III-C3 Results on LCI
For the LCI dataset, SSFormer-L once again led the performance metrics, achieving an mIoU of 0.8567 and an mDSC of 0.9207. It attained a near-perfect precision score of 0.9466 and an impressive F2 score of 0.9106, making it the top choice for LCI segmentation. DuAT also performed exceptionally well, with an mIoU of 0.8551 and mDSC of 0.9194, leading in recall with a score of 0.9200 and delivering a strong precision score of 0.9247. PVT-CASCADE closely followed, showing balanced results across all metrics, particularly in recall (0.9074) and precision (0.9205). While TGANet exhibited high precision with a score of 0.9474, its slightly lower recall and mIoU scores prevented it from outperforming SSFormer-L and DuAT.
III-C4 Results on NBI
In the NBI dataset, segmentation models exhibited varying performance levels. PVT-CASCADE, based on PVTv2-B2, demonstrated superior performance with an mIoU of 0.7769, mDSC of 0.8586, and recall of 0.9385, highlighting its efficacy in polyp identification. Additionally, it achieved an F2 score of 0.8941, underscoring its dominance in this domain. SSFormer-L followed with the second-best performance, achieving an mIoU of 0.7608 and mDSC of 0.8432, alongside a strong recall of 0.9089, which was 2.96% lower than that of PVT-CASCADE. PraNet secured the highest precision score at 0.8836. The DuAT model also delivered competitive results, particularly notable in recall (0.8662) and precision (0.8741), although it did not surpass the comprehensive performance of PVT-CASCADE.
III-C5 Results on WLI
The WLI modality results were highly competitive, with SSFormer-L standing out as the top performer, achieving the best mIoU of 0.8821 and mDSC of 0.9294. SSFormer-L also led in recall with a score of 0.9314 and secured the second-best precision score of 0.9438, resulting in an impressive F2 score of 0.9288. PVT-CASCADE followed closely with an mIoU of 0.8731 and mDSC of 0.9219, demonstrating consistent performance with a recall of 0.9268 and precision of 0.9372. Although the performance gap between SSFormer-L and PVT-CASCADE was minimal, SSFormer-L’s slight edge in multiple metrics made it the best choice for WLI segmentation. The DuAT model also delivered strong results, with a mIoU of 0.8695 and mDSC of 0.9197, showcasing competitive recall and precision scores.

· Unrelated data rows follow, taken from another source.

use axum::{
    http::StatusCode,
    response::{IntoResponse, Response},
    Json,
};
use serde_json::json;
use std::fmt;

/// Application-specific error types.
#[derive(Debug)]
pub enum AppError {
    /// Database-related errors.
    DatabaseError(sqlx::Error),
    /// Resource not found error.
    NotFound(String),
    /// Bad request error (invalid input).
    BadRequest(String),
    /// Error interacting with an external data provider.
    ExternalApiError(String),
    /// Estimated cost exceeds the caller's ceiling. No side effects occurred.
    CostLimitExceeded {
        /// Estimated cost in dollars for the uncached portion of the batch.
        estimated: f64,
        /// The caller-supplied ceiling in dollars.
        limit: f64,
    },
    /// The selected provider has no credentials configured.
    ProviderNotConfigured(String),
    /// Internal server error.
    InternalError(String),
    /// Error with context chain for better debugging.
    WithContext {
        /// The underlying source of the error.
        source: Box<AppError>,
        /// Additional context message.
        context: String,
    },
}

impl fmt::Display for AppError {
    /// Formats the error for display.
    fn fmt(&self, f: &mut fmt::Formatter<'_>) -> fmt::Result {
        match self {
            AppError::DatabaseError(e) => write!(f, "Database error: {}", e),
            AppError::NotFound(msg) => write!(f, "Not found: {}", msg),
            AppError::BadRequest(msg) => write!(f, "Bad request: {}", msg),
            AppError::ExternalApiError(msg) => write!(f, "External API error: {}", msg),
            AppError::CostLimitExceeded { estimated, limit } => write!(
                f,
                "Cost limit exceeded: estimated ${:.2} is over the ${:.2} ceiling",
                estimated, limit
            ),
            AppError::ProviderNotConfigured(provider) => {
                write!(f, "Provider not configured: {}", provider)
            }
            AppError::InternalError(msg) => write!(f, "Internal error: {}", msg),
            AppError::WithContext { source, context } => {
                write!(f, "{}: {}", context, source)
            }
        }
    }
}

impl std::error::Error for AppError {}

impl IntoResponse for AppError {
    /// Converts the error into an HTTP response.
    ///
    /// Maps each error variant to an appropriate HTTP status code and JSON body.
    /// Logs errors appropriately based on their severity.
    fn into_response(self) -> Response {
        let (status, error_message) = match &self {
            AppError::DatabaseError(e) => {
                tracing::error!("Database error: {:?}", e);
                (
                    StatusCode::INTERNAL_SERVER_ERROR,
                    "Database error".to_string(),
                )
            }
            AppError::NotFound(msg) => (StatusCode::NOT_FOUND, msg.clone()),
            AppError::BadRequest(msg) => (StatusCode::BAD_REQUEST, msg.clone()),
            AppError::ExternalApiError(msg) => {
                tracing::error!("External API error: {}", msg);
                (
                    StatusCode::BAD_GATEWAY,
                    "External service error".to_string(),
                )
            }
            AppError::CostLimitExceeded { estimated, limit } => (
                StatusCode::PAYMENT_REQUIRED,
                format!(
                    "Estimated cost ${:.2} exceeds max_cost_dollars ${:.2}",
                    estimated, limit
                ),
            ),
            AppError::ProviderNotConfigured(provider) => {
                tracing::warn!("Provider not configured: {}", provider);
                (
                    StatusCode::SERVICE_UNAVAILABLE,
                    format!("Provider '{}' is not configured", provider),
                )
            }
            AppError::InternalError(msg) => {
                tracing::error!("Internal error: {}", msg);
                (
                    StatusCode::INTERNAL_SERVER_ERROR,
                    "Internal server error".to_string(),
                )
            }
            AppError::WithContext { source, context } => {
                // Log full context chain for debugging
                tracing::error!("Error with context: {} -> {}", context, source);
                // Delegate to underlying error's response
                return source.clone().into_response();
            }
        };

        let body = Json(json!({
            "error": error_message,
        }));

        (status, body).into_response()
    }
}

// Make AppError cloneable for WithContext variant
impl Clone for AppError {
    /// Clones the error.
    ///
    /// Note: `sqlx::Error` is not cloneable, so `DatabaseError` is simplified to `RowNotFound` during cloning.
    fn clone(&self) -> Self {
        match self {
            AppError::DatabaseError(_e) => AppError::DatabaseError(sqlx::Error::RowNotFound), // Simplified clone
            AppError::NotFound(msg) => AppError::NotFound(msg.clone()),
            AppError::BadRequest(msg) => AppError::BadRequest(msg.clone()),
            AppError::ExternalApiError(msg) => AppError::ExternalApiError(msg.clone()),
            AppError::CostLimitExceeded { estimated, limit } => AppError::CostLimitExceeded {
                estimated: *estimated,
                limit: *limit,
            },
            AppError::ProviderNotConfigured(p) => AppError::ProviderNotConfigured(p.clone()),
            AppError::InternalError(msg) => AppError::InternalError(msg.clone()),
            AppError::WithContext { source, context } => AppError::WithContext {
                source: source.clone(),
                context: context.clone(),
            },
        }
    }
}

impl From<sqlx::Error> for AppError {
    /// Converts a `sqlx::Error` into an `AppError`.
    fn from(err: sqlx::Error) -> Self {
        AppError::DatabaseError(err)
    }
}

impl From<reqwest::Error> for AppError {
    /// Converts a `reqwest::Error` into an `AppError`.
    fn from(err: reqwest::Error) -> Self {
        AppError::ExternalApiError(err.to_string())
    }
}

/// Extension trait for adding context to errors.
/// Similar to `anyhow::Context` but for our `AppError` type.
pub trait ResultExt<T> {
    /// Add context to an error.
    ///
    /// # Arguments
    ///
    /// * `context` - The context message to add.
    fn context(self, context: impl Into<String>) -> Result<T, AppError>;

    /// Add context lazily (only evaluated on error).
    ///
    /// # Arguments
    ///
    /// * `f` - A closure that produces the context message.
    #[allow(dead_code)]
    fn with_context<F>(self, f: F) -> Result<T, AppError>
    where
        F: FnOnce() -> String;
}

impl<T> ResultExt<T> for Result<T, AppError> {
    fn context(self, context: impl Into<String>) -> Result<T, AppError> {
        self.map_err(|e| AppError::WithContext {
            source: Box::new(e),
            context: context.into(),
        })
    }

    fn with_context<F>(self, f: F) -> Result<T, AppError>
    where
        F: FnOnce() -> String,
    {
        self.map_err(|e| AppError::WithContext {
            source: Box::new(e),
            context: f(),
        })
    }
}

/// Extension for sqlx::Error to add context
impl<T> ResultExt<T> for Result<T, sqlx::Error> {
    fn context(self, context: impl Into<String>) -> Result<T, AppError> {
        self.map_err(|e| AppError::WithContext {
            source: Box::new(AppError::DatabaseError(e)),
            context: context.into(),
        })
    }

    fn with_context<F>(self, f: F) -> Result<T, AppError>
    where
        F: FnOnce() -> String,
    {
        self.map_err(|e| AppError::WithContext {
            source: Box::new(AppError::DatabaseError(e)),
            context: f(),
        })
    }
}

III-D Detection results on each modality of the dataset
III-D1 Results on BLI
In the BLI dataset, YOLOv9 stood out with the best MAP50, MAP50-95, and MAP75 scores of 0.688, 0.558, and 0.638, respectively. Precision was dominated by YOLOv8, which achieved a perfect score of 1, although it lagged behind in recall. YOLOv10 and YOLOv9 were tied for the best recall score of 0.5, indicating their strong performance in detecting positive cases.
III-D2 Results on FICE
The FICE dataset results showed YOLOv10 outperforming other methods with the best MAP50, MAP50-95, and MAP75 scores of 0.887, 0.752, and 0.875, respectively. Additionally, YOLOv10 excelled in precision and recall, both achieving scores of 1 and 0.853, respectively, making it the most robust model for this modality.
III-D3 Results on LCI
In the LCI dataset, YOLOv10 achieved the highest MAP50 and MAP75 scores of 0.995, although YOLOv9 closely followed with the best MAP50-95 score of 0.878. YOLOv10 also demonstrated superior performance in precision with a score of 1, while YOLOv9 achieved the best recall score of 1, highlighting its effectiveness in identifying true positive cases.
III-D4 Results on NBI
For the NBI dataset, YOLOv9 delivered the best results with a MAP50 score of 0.688, a MAP50-95 score of 0.558, and a MAP75 score of 0.638. Precision was led by YOLOv8 with a perfect score of 1, but recall was highest for YOLOv10 and YOLOv9, both achieving a score of 0.5, showing their balanced performance in this modality.
III-D5 Results on WLI
For the WLI dataset, YOLOv6 achieved the best MAP50 score of 0.925, while YOLOv8 and YOLOv5 shared the best MAP50-95 score of 0.766. The best MAP75 score of 0.868 was achieved by YOLOv8, which also demonstrated strong performance in precision with a score of 0.883. However, YOLOv8 excelled in recall, achieving the highest score of 0.88, closely followed by YOLOv5 and YOLOv7, both of which exhibited robust overall performance.
IV Discussion
The quantitative results across the diverse datasets and modalities in PolypDB highlight the effectiveness of contemporary segmentation models, especially those utilizing advanced backbone architectures like PVTv2 and MiT-PLD. The variation in performance observed across modalities—NBI, WLI, BLI, FICE, and LCI—emphasizes the complex challenges inherent in polyp segmentation, where selecting the appropriate model architecture is crucial for attaining superior performance.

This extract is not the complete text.